The “request for proposals” document issued Wednesday for the nearly 105,000-square-foot site makes no specific demands regarding what should be built on the land, only that it be “beneficial for the community while also being financially viable.”
The development site covers most of the area bounded by 36th and 37th Streets between Haverford Avenue and Wallace Street, excluding the 3617 Haverford Ave. studio of artist James Dupree. In 2014, the city abandoned a legal fight to acquire Dupree’s building.
Redevelopment Authority director Gregory Heller said his agency now has a chance at a fresh start at having something meaningful developed on the site.
“I hope we can identify a development team that can finally get something built that can contribute to Mantua and that we can all be proud of,” Heller said in an interview.

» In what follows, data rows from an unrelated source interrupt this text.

//! SQLite job and execution-ledger repositories

use anyhow::{Result, anyhow};
use async_trait::async_trait;
use chrono::{DateTime, Duration, NaiveDate, Utc};
use sqlx::sqlite::SqliteRow;
use sqlx::{Row, SqlitePool};
use tracing::debug;

use crate::domain::entities::{
    AccountId, CreateJobOutcome, ExecutionId, ExecutionType, Job, JobCandidate, JobExecution,
    JobId, JobType, JobUpdate, NewJob, NewJobExecution,
};
use crate::domain::job_state::{EligibilityPolicy, JobStatus};
use crate::domain::repositories::{ExecutionRepository, JobRepository};
use crate::infrastructure::account_repository::{ACCOUNT_COLUMNS, row_to_account};

fn row_to_job(row: &SqliteRow) -> Result<Job> {
    let status: String = row.try_get("status")?;
    let job_type: String = row.try_get("job_type")?;
    Ok(Job {
        id: row.try_get("id")?,
        account_id: row.try_get("account_id")?,
        rule_id: row.try_get("rule_id")?,
        job_type: job_type.parse::<JobType>().map_err(|e| anyhow!(e))?,
        period_start: row.try_get("period_start")?,
        period_end: row.try_get("period_end")?,
        run_date: row.try_get("run_date")?,
        status: status.parse::<JobStatus>().map_err(|e| anyhow!(e))?,
        retry_count: row.try_get("retry_count")?,
        credential_failures: row.try_get("credential_failures")?,
        next_attempt_at: row.try_get("next_attempt_at")?,
        is_manual_request: row.try_get("is_manual_request")?,
        manual_request_reason: row.try_get("manual_request_reason")?,
        provider_index_id: row.try_get("provider_index_id")?,
        last_status_id: row.try_get("last_status_id")?,
        last_status_description: row.try_get("last_status_description")?,
        credential_verified_at: row.try_get("credential_verified_at")?,
        scrape_requested_at: row.try_get("scrape_requested_at")?,
        completed_at: row.try_get("completed_at")?,
        is_deleted: row.try_get("is_deleted")?,
        created_at: row.try_get("created_at")?,
        updated_at: row.try_get("updated_at")?,
    })
}

fn row_to_candidate(row: &SqliteRow) -> Result<JobCandidate> {
    Ok(JobCandidate {
        job: row_to_job(row)?,
        account: row_to_account(row)?,
    })
}

fn row_to_execution(row: &SqliteRow) -> Result<JobExecution> {
    let execution_type: String = row.try_get("execution_type")?;
    Ok(JobExecution {
        id: row.try_get("id")?,
        job_id: row.try_get("job_id")?,
        execution_type: execution_type.parse::<ExecutionType>().map_err(|e| anyhow!(e))?,
        request_payload: row.try_get("request_payload")?,
        request_hash: row.try_get("request_hash")?,
        response_body: row.try_get("response_body")?,
        http_status: row.try_get("http_status")?,
        status_id: row.try_get("status_id")?,
        index_id: row.try_get("index_id")?,
        is_success: row.try_get("is_success")?,
        is_error: row.try_get("is_error")?,
        is_final: row.try_get("is_final")?,
        error_message: row.try_get("error_message")?,
        started_at: row.try_get("started_at")?,
        completed_at: row.try_get("completed_at")?,
    })
}

// ============================================================================
// JobRepository
// ============================================================================

pub struct SqliteJobRepository {
    pool: SqlitePool,
}

impl SqliteJobRepository {
    pub fn new(pool: SqlitePool) -> Self {
        Self { pool }
    }

    fn candidate_select(filter: &str) -> String {
        format!(
            "SELECT j.*, {ACCOUNT_COLUMNS} FROM jobs j \
             JOIN accounts a ON a.id = j.account_id \
             WHERE j.is_deleted = 0 AND {filter} \
             ORDER BY j.run_date, j.id"
        )
    }
}

#[async_trait]
impl JobRepository for SqliteJobRepository {
    async fn create_job(&self, job: &NewJob, now: DateTime<Utc>) -> Result<CreateJobOutcome> {
        let result = sqlx::query(
            r"
            INSERT INTO jobs (
                account_id, rule_id, job_type, period_start, period_end, run_date, status,
                is_manual_request, manual_request_reason, created_at, updated_at
            ) VALUES (?, ?, ?, ?, ?, ?, 'Pending', ?, ?, ?, ?)
            ON CONFLICT (account_id, period_start, period_end) WHERE is_deleted = 0 DO NOTHING
            ",
        )
        .bind(job.account_id)
        .bind(job.rule_id)
        .bind(job.job_type.as_str())
        .bind(job.period_start)
        .bind(job.period_end)
        .bind(job.run_date)
        .bind(job.is_manual_request)
        .bind(&job.manual_request_reason)
        .bind(now)
        .bind(now)
        .execute(&self.pool)
        .await?;

        if result.rows_affected() == 0 {
            debug!(
                account_id = job.account_id,
                period_start = %job.period_start,
                period_end = %job.period_end,
                "Job already exists for period"
            );
            return Ok(CreateJobOutcome::Skipped);
        }
        Ok(CreateJobOutcome::Created(result.last_insert_rowid()))
    }

    async fn find_by_id(&self, id: JobId) -> Result<Option<Job>> {
        let row = sqlx::query("SELECT * FROM jobs WHERE id = ?")
            .bind(id)
            .fetch_optional(&self.pool)
            .await?;
        row.as_ref().map(row_to_job).transpose()
    }

    async fn find_candidate(&self, id: JobId) -> Result<Option<JobCandidate>> {
        let row = sqlx::query(&Self::candidate_select("j.id = ?"))
            .bind(id)
            .fetch_optional(&self.pool)
            .await?;
        row.as_ref().map(row_to_candidate).transpose()
    }

    async fn find_for_account(&self, account_id: AccountId) -> Result<Vec<Job>> {
        let rows = sqlx::query("SELECT * FROM jobs WHERE account_id = ? ORDER BY period_start, id")
            .bind(account_id)
            .fetch_all(&self.pool)
            .await?;
        rows.iter().map(row_to_job).collect()
    }

    async fn credential_check_candidates(
        &self,
        today: NaiveDate,
        now: DateTime<Utc>,
        policy: &EligibilityPolicy,
    ) -> Result<Vec<JobCandidate>> {
        let sql = Self::candidate_select(
            "a.is_deleted = 0 \
             AND j.status IN ('Pending', 'CredentialCheckInProgress', 'CredentialFailed') \
             AND j.run_date > ? AND j.run_date <= ? \
             AND j.credential_failures < ? \
             AND (j.next_attempt_at IS NULL OR j.next_attempt_at <= ?)",
        );
        let rows = sqlx::query(&sql)
            .bind(today)
            .bind(today + Duration::days(policy.credential_lead_days))
            .bind(policy.retry.max_retries)
            .bind(now)
            .fetch_all(&self.pool)
            .await?;
        rows.iter().map(row_to_candidate).collect()
    }

    async fn scrape_candidates(
        &self,
        today: NaiveDate,
        now: DateTime<Utc>,
        policy: &EligibilityPolicy,
    ) -> Result<Vec<JobCandidate>> {
        let sql = Self::candidate_select(
            "a.is_deleted = 0 \
             AND (j.status IN ('CredentialVerified', 'CredentialFailed', 'ScrapeInProgress') \
                  OR (j.status = 'Pending' AND a.is_missing = 0)) \
             AND j.run_date <= ? AND j.run_date >= ? \
             AND j.retry_count < ? \
             AND (j.next_attempt_at IS NULL OR j.next_attempt_at <= ?)",
        );
        let rows = sqlx::query(&sql)
            .bind(today)
            .bind(today - Duration::days(policy.retry_lookback_days))
            .bind(policy.retry.max_retries)
            .bind(now)
            .fetch_all(&self.pool)
            .await?;
        rows.iter().map(row_to_candidate).collect()
    }

    async fn status_check_candidates(&self) -> Result<Vec<JobCandidate>> {
        let sql = Self::candidate_select("j.status IN ('ScrapeRequested', 'StatusCheckInProgress')");
        let rows = sqlx::query(&sql).fetch_all(&self.pool).await?;
        rows.iter().map(row_to_candidate).collect()
    }

    async fn stale_candidates(&self, today: NaiveDate, stale_grace_days: i64) -> Result<Vec<JobCandidate>> {
        let sql = Self::candidate_select(
            "j.status NOT IN ('Completed', 'NeedsReview', 'Failed', 'Cancelled') \
             AND j.period_end < ?",
        );
        let rows = sqlx::query(&sql)
            .bind(today - Duration::days(stale_grace_days))
            .fetch_all(&self.pool)
            .await?;
        rows.iter().map(row_to_candidate).collect()
    }

    async fn transition(
        &self,
        id: JobId,
        from: JobStatus,
        to: JobStatus,
        update: &JobUpdate,
        now: DateTime<Utc>,
    ) -> Result<bool> {
        let result = sqlx::query(
            r"
            UPDATE jobs SET
                status = ?,
                retry_count = COALESCE(?, retry_count),
                credential_failures = COALESCE(?, credential_failures),
                next_attempt_at = CASE WHEN ? THEN ? ELSE next_attempt_at END,
                provider_index_id = COALESCE(?, provider_index_id),
                last_status_id = COALESCE(?, last_status_id),
                last_status_description = COALESCE(?, last_status_description),
                credential_verified_at = COALESCE(?, credential_verified_at),
                scrape_requested_at = COALESCE(?, scrape_requested_at),
                completed_at = COALESCE(?, completed_at),
                updated_at = ?
            WHERE id = ? AND status = ? AND is_deleted = 0
            ",
        )
        .bind(to.as_str())
        .bind(update.retry_count)
        .bind(update.credential_failures)
        .bind(update.next_attempt_at.is_some())
        .bind(update.next_attempt_at.flatten())
        .bind(update.provider_index_id)
        .bind(update.last_status_id)
        .bind(&update.last_status_description)
        .bind(update.credential_verified_at)
        .bind(update.scrape_requested_at)
        .bind(update.completed_at)
        .bind(now)
        .bind(id)
        .bind(from.as_str())
        .execute(&self.pool)
        .await?;

        let applied = result.rows_affected() == 1;
        if !applied {
            debug!(job_id = id, from = %from, to = %to, "Job status changed underneath, transition skipped");
        }
        Ok(applied)
    }

    async fn count_by_status(&self) -> Result<Vec<(JobStatus, u64)>> {
        let rows = sqlx::query(
            "SELECT status, COUNT(*) AS n FROM jobs WHERE is_deleted = 0 GROUP BY status ORDER BY status",
        )
        .fetch_all(&self.pool)
        .await?;

        rows.iter()
            .map(|row| {
                let status: String = row.try_get("status")?;
                let count: i64 = row.try_get("n")?;
                Ok((status.parse::<JobStatus>().map_err(|e| anyhow!(e))?, count as u64))
            })
            .collect()
    }
}

// ============================================================================
// ExecutionRepository
// ============================================================================

pub struct SqliteExecutionRepository {
    pool: SqlitePool,
}

impl SqliteExecutionRepository {
    pub fn new(pool: SqlitePool) -> Self {
        Self { pool }
    }
}

#[async_trait]
impl ExecutionRepository for SqliteExecutionRepository {
    async fn append(&self, execution: &NewJobExecution) -> Result<ExecutionId> {
        let result = sqlx::query(
            r"
            INSERT INTO job_executions (
                job_id, execution_type, request_payload, request_hash, response_body,
                http_status, status_id, index_id, is_success, is_error, is_final,
                error_message, started_at, completed_at
            ) VALUES (?, ?, ?, ?, ?, ?, ?, ?, ?, ?, ?, ?, ?, ?)
            ",
        )
        .bind(execution.job_id)
        .bind(execution.execution_type.as_str())
        .bind(&execution.request_payload)
        .bind(execution.request_hash())
        .bind(&execution.response_body)
        .bind(execution.http_status)
        .bind(execution.status_id)
        .bind(execution.index_id)
        .bind(execution.is_success)
        .bind(execution.is_error)
        .bind(execution.is_final)
        .bind(&execution.error_message)
        .bind(execution.started_at)
        .bind(execution.completed_at)
        .execute(&self.pool)
        .await?;
        Ok(result.last_insert_rowid())
    }

    async fn latest(&self, job_id: JobId, execution_type: ExecutionType) -> Result<Option<JobExecution>> {
        let row = sqlx::query(
            "SELECT * FROM job_executions WHERE job_id = ? AND execution_type = ? ORDER BY id DESC LIMIT 1",
        )
        .bind(job_id)
        .bind(execution_type.as_str())
        .fetch_optional(&self.pool)
        .await?;
        row.as_ref().map(row_to_execution).transpose()
    }

    async fn list_for_job(&self, job_id: JobId) -> Result<Vec<JobExecution>> {
        let rows = sqlx::query("SELECT * FROM job_executions WHERE job_id = ? ORDER BY id")
            .bind(job_id)
            .fetch_all(&self.pool)
            .await?;
        rows.iter().map(row_to_execution).collect()
    }
}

The Redevelopment Authority’s request document stipulates that projects include a focus on "social impact,” which Heller said could entail healthy-food offerings or job opportunities for local residents. It also states that projects should have “strong urbanism and architecture.”
Current zoning of the site’s northern half primarily limits development to housing, while the southern section is zoned for commercial and mixed uses.
The site is recognized under the federal government's Promise Zone program, which confers benefits to certain high-poverty communities, including eligibility for grants and technical-assistance opportunities.
Developers have until Feb. 17 to indicate their intention to submit proposals. The project will not necessarily be awarded to the developer with the highest bid price. Factors such as financial viability and social impact also will weigh heavily on the Redevelopment Authority's decision, according to the request.
Dupree, who has remained at his property, said in an interview that he hopes the development on surrounding blocks will include opportunities for job training and creative expression, such as a gallery for artists with disabilities or a culinary school.
But he said he wasn’t sure what sort of relationship he would have with the developer selected by the authority.
“They can do one of two things: try to embrace me, or buy me out,” Dupree said. “They’ve got to deal with me.”